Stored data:
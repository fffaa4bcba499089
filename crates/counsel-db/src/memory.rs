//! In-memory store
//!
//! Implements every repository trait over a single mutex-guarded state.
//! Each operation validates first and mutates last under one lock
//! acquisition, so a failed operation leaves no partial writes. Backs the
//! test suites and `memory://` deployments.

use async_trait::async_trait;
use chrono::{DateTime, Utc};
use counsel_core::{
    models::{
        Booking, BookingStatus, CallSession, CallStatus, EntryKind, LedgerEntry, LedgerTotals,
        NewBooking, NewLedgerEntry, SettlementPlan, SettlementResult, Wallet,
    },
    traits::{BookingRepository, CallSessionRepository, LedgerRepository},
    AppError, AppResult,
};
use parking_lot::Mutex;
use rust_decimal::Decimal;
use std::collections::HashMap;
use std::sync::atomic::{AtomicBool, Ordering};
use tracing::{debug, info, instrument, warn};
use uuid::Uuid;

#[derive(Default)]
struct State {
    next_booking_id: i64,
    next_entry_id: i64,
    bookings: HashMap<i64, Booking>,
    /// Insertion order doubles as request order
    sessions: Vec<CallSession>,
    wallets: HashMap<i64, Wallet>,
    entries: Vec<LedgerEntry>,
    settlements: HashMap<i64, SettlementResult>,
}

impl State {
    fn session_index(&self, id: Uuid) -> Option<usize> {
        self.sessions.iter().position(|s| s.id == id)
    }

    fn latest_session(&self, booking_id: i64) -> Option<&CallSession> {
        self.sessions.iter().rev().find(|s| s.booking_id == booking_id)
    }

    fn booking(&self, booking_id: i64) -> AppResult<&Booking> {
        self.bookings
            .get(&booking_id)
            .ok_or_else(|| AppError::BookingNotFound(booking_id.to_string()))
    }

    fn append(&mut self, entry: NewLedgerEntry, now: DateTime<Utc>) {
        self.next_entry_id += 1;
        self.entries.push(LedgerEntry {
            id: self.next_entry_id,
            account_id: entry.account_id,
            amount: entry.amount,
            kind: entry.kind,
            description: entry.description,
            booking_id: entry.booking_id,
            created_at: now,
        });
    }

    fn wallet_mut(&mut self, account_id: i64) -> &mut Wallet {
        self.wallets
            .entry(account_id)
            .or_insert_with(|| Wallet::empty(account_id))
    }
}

- **GOAL OF THE EXERCISE**:
Which of the lines in the data hold the string "operation"? Report each of them by copying it.

- **WRITTEN ANSWER**:
//! Each operation validates first and mutates last under one lock
//! acquisition, so a failed operation leaves no partial writes. Backs the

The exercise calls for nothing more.